The Larry Gatlin show we
did was a retirement community, everybody there
was over the age of 65, and so that was an
interesting crowd. I’ll probably sound really
like an old fogie here, but we play a lot of
senior-oriented events, because they usually
appreciate good country music. We play every 3
months at a senior singles dance at one of the
dance halls on a Sunday, and they come out in
numbers. Three days before the Gatlin show we
played two fraternity parties, so it was the
total opposite end of the spectrum from crazy
loud raucous drunk kids and then the next gig
after that at a retirement community. The nice
thing about my band is we are very versatile. We
can pretty much cover both ends of the spectrum
and play to every crowd.
Up until now most of my
songs have been pretty sad, they tend to be
honky-tonk type songs.
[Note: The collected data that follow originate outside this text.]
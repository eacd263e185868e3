use crate::core::geo::{LatLng, LatLngBounds, Point};
use serde::{Deserialize, Serialize};

const EARTH_RADIUS: f64 = 6378137.0;

/// Manages the current view of the map: center, zoom, and screen dimensions
#[derive(Debug, Clone, PartialEq, Serialize, Deserialize)]
pub struct Viewport {
    /// The center of the map view in geographical coordinates
    pub center: LatLng,
    /// The current zoom level
    pub zoom: f64,
    /// The size of the viewport in pixels
    pub size: Point,
    /// The minimum allowed zoom level
    pub min_zoom: f64,
    /// The maximum allowed zoom level
    pub max_zoom: f64,
    /// Pixel origin for coordinate transformations (to avoid precision issues)
    pixel_origin: Option<Point>,
}

impl Viewport {
    /// Creates a new viewport
    pub fn new(center: LatLng, zoom: f64, size: Point) -> Self {
        Self {
            center,
            zoom: zoom.clamp(0.0, 22.0),
            size,
            min_zoom: 0.0,
            max_zoom: 22.0,
            pixel_origin: None,
        }
    }

    /// Sets the center of the viewport, clamped to world bounds
    pub fn set_center(&mut self, center: LatLng) {
        self.center = LatLng::new(
            LatLng::clamp_lat(center.lat),
            center.lng.clamp(-180.0, 180.0),
        );
        self.update_pixel_origin();
    }

    /// Sets the zoom level, clamping to valid range
    pub fn set_zoom(&mut self, zoom: f64) {
        self.zoom = zoom.clamp(self.min_zoom, self.max_zoom);
        self.update_pixel_origin();
    }

    /// Sets both center and zoom in one step
    pub fn set_view(&mut self, center: LatLng, zoom: f64) {
        self.set_center(center);
        self.set_zoom(zoom);
    }

    /// Sets the zoom limits
    pub fn set_zoom_limits(&mut self, min_zoom: f64, max_zoom: f64) {
        self.min_zoom = min_zoom;
        self.max_zoom = max_zoom;
        self.zoom = self.zoom.clamp(min_zoom, max_zoom);
    }

    /// Updates the viewport size after the container changed.
    ///
    /// The map inside a tab pane is not sized properly until the tab is
    /// shown, so callers invoke this on tab activation and window resize.
    pub fn invalidate_size(&mut self, size: Point) {
        self.size = size;
        self.update_pixel_origin();
    }

    /// Gets the scale factor for the current zoom level
    pub fn scale(&self) -> f64 {
        2_f64.powf(self.zoom)
    }

    /// Projects a LatLng to world pixel coordinates at the given zoom level
    /// using the Web Mercator projection (EPSG:3857) at `256 * 2^zoom` scale
    pub fn project(&self, lat_lng: &LatLng, zoom: Option<f64>) -> Point {
        let z = zoom.unwrap_or(self.zoom);
        let scale = 256.0 * 2_f64.powf(z);
        let world = 2.0 * std::f64::consts::PI * EARTH_RADIUS;

        let mercator = lat_lng.to_mercator();
        let pixel_x = (mercator.x + world / 2.0) / world * scale;
        let pixel_y = (-mercator.y + world / 2.0) / world * scale;

        Point::new(pixel_x, pixel_y)
    }

    /// Unprojects world pixel coordinates back to LatLng at the given zoom level
    pub fn unproject(&self, pixel: &Point, zoom: Option<f64>) -> LatLng {
        let z = zoom.unwrap_or(self.zoom);
        let scale = 256.0 * 2_f64.powf(z);
        let world = 2.0 * std::f64::consts::PI * EARTH_RADIUS;

        let x = (pixel.x / scale) * world - world / 2.0;
        let y = world / 2.0 - (pixel.y / scale) * world;

        LatLng::from_mercator(Point::new(x, y))
    }

    /// Gets or calculates the pixel origin for this viewport
    pub fn get_pixel_origin(&self) -> Point {
        self.pixel_origin
            .unwrap_or_else(|| self.project(&self.center, None).floor())
    }

    fn update_pixel_origin(&mut self) {
        self.pixel_origin = Some(self.project(&self.center, None).floor());
    }

    /// Converts a geographical coordinate to screen pixel coordinates (container relative)
    pub fn lat_lng_to_pixel(&self, lat_lng: &LatLng) -> Point {
        let projected = self.project(lat_lng, None);
        let origin = self.get_pixel_origin();
        Point::new(
            projected.x - origin.x + self.size.x / 2.0,
            projected.y - origin.y + self.size.y / 2.0,
        )
    }

    /// Converts screen pixel coordinates back to geographical coordinates
    pub fn pixel_to_lat_lng(&self, pixel: &Point) -> LatLng {
        let origin = self.get_pixel_origin();
        let projected = Point::new(
            pixel.x - self.size.x / 2.0 + origin.x,
            pixel.y - self.size.y / 2.0 + origin.y,
        );
        self.unproject(&projected, None)
    }

    /// Gets the current viewport bounds in geographical coordinates
    pub fn bounds(&self) -> LatLngBounds {
        let nw = self.pixel_to_lat_lng(&Point::new(0.0, 0.0));
        let se = self.pixel_to_lat_lng(&Point::new(self.size.x, self.size.y));

        LatLngBounds::new(LatLng::new(se.lat, nw.lng), LatLng::new(nw.lat, se.lng))
    }

    /// Fits the viewport to contain the given bounds
    pub fn fit_bounds(&mut self, bounds: &LatLngBounds, padding: Option<f64>) {
        let padding = padding.unwrap_or(20.0);

        self.set_center(bounds.center());

        let usable = Point::new(self.size.x - 2.0 * padding, self.size.y - 2.0 * padding);
        let mut best_zoom = self.min_zoom;

        for test_zoom in (self.min_zoom as i32)..=(self.max_zoom as i32) {
            let zoom = test_zoom as f64;

            let nw = self.project(
                &LatLng::new(bounds.north_east.lat, bounds.south_west.lng),
                Some(zoom),
            );
            let se = self.project(
                &LatLng::new(bounds.south_west.lat, bounds.north_east.lng),
                Some(zoom),
            );

            let width = (se.x - nw.x).abs();
            let height = (se.y - nw.y).abs();

            if width <= usable.x && height <= usable.y {
                best_zoom = zoom;
            } else {
                break;
            }
        }

        self.set_zoom(best_zoom);
    }

    /// Gets the resolution in meters per pixel at the current zoom level
    pub fn resolution(&self) -> f64 {
        let earth_circumference = 40_075_016.0;
        earth_circumference / (256.0 * self.scale())
    }

    /// Longitudinal degrees covered by one screen pixel at the current view
    pub fn degrees_per_pixel(&self) -> f64 {
        let b = self.bounds();
        if self.size.x > 0.0 {
            b.lng_span() / self.size.x
        } else {
            0.0
        }
    }
}

impl Default for Viewport {
    fn default() -> Self {
        Self::new(LatLng::new(0.0, 0.0), 0.0, Point::new(800.0, 600.0))
    }
}

#[cfg(test)]
mod tests {
    use super::*;

    #[test]
    fn test_viewport_creation() {
        let viewport = Viewport::new(
            LatLng::new(51.55, 0.0),
            5.0,
            Point::new(800.0, 600.0),
        );

        assert_eq!(viewport.zoom, 5.0);
        assert_eq!(viewport.center.lat, 51.55);
        assert_eq!(viewport.size.x, 800.0);
    }

    #[test]
    fn test_coordinate_conversion() {
        let viewport = Viewport::new(LatLng::new(0.0, 0.0), 1.0, Point::new(512.0, 512.0));

        let center_pixel = Point::new(256.0, 256.0);
        let center_lat_lng = viewport.pixel_to_lat_lng(&center_pixel);

        assert!((center_lat_lng.lat - 0.0).abs() < 0.01);
        assert!((center_lat_lng.lng - 0.0).abs() < 0.01);
    }

    #[test]
    fn test_zoom_limits() {
        let mut viewport = Viewport::default();
        viewport.set_zoom_limits(2.0, 15.0);

        viewport.set_zoom(1.0);
        assert_eq!(viewport.zoom, 2.0);

        viewport.set_zoom(20.0);
        assert_eq!(viewport.zoom, 15.0);
    }

    #[test]
    fn test_bounds_center_matches_view_center() {
        let mut viewport = Viewport::new(LatLng::new(0.0, 0.0), 4.0, Point::new(640.0, 480.0));
        viewport.set_view(LatLng::new(51.55, 0.0), 5.0);

        let bounds = viewport.bounds();
        let center = bounds.center();
        assert!((center.lng - 0.0).abs() < 0.01);
        assert!(bounds.lng_span() > 0.0);
    }

    #[test]
    fn test_invalidate_size_changes_span() {
        let mut viewport = Viewport::new(LatLng::new(51.55, 0.0), 5.0, Point::new(400.0, 300.0));
        let narrow = viewport.bounds().lng_span();

        viewport.invalidate_size(Point::new(800.0, 300.0));
        let wide = viewport.bounds().lng_span();

        assert!(wide > narrow);
    }
}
I cover a lot of
different themes. They tend to focus on men and
women’s relationships and the challenges of
those relationships. I try to write stuff that
hasn’t been done before.
I try to go for a balance
of serious and funny. I’m not a novelty writer,
but I’ll write some funny songs and then I’ll
try to write some more serious songs to try and
keep a balance.
Putting an album of songs
together is not easy. The songs all have to flow
as an album. When it is reviewed, people look at
that, they’re like, ‘do these songs all fit
within a stylistic range, when I hear it do I
know it’s the same guy? Schematically is there a
balance?’
If all I ever do is keep
making an impact in Texas music, that’s really
fine for me.
I see my music as fairly
commercial. I don’t think it’s typical of what
people think about when they think about an
indie, they think about stuff that’s way out on
the fringes. I would say my stuff is kind of
traditional country with a lot of rock influence
on it, it’s not really poppy but it tends to be
good dance music. It’s not like what’s coming
out on the radio now, which is more pop
oriented; it’s definitely country music.”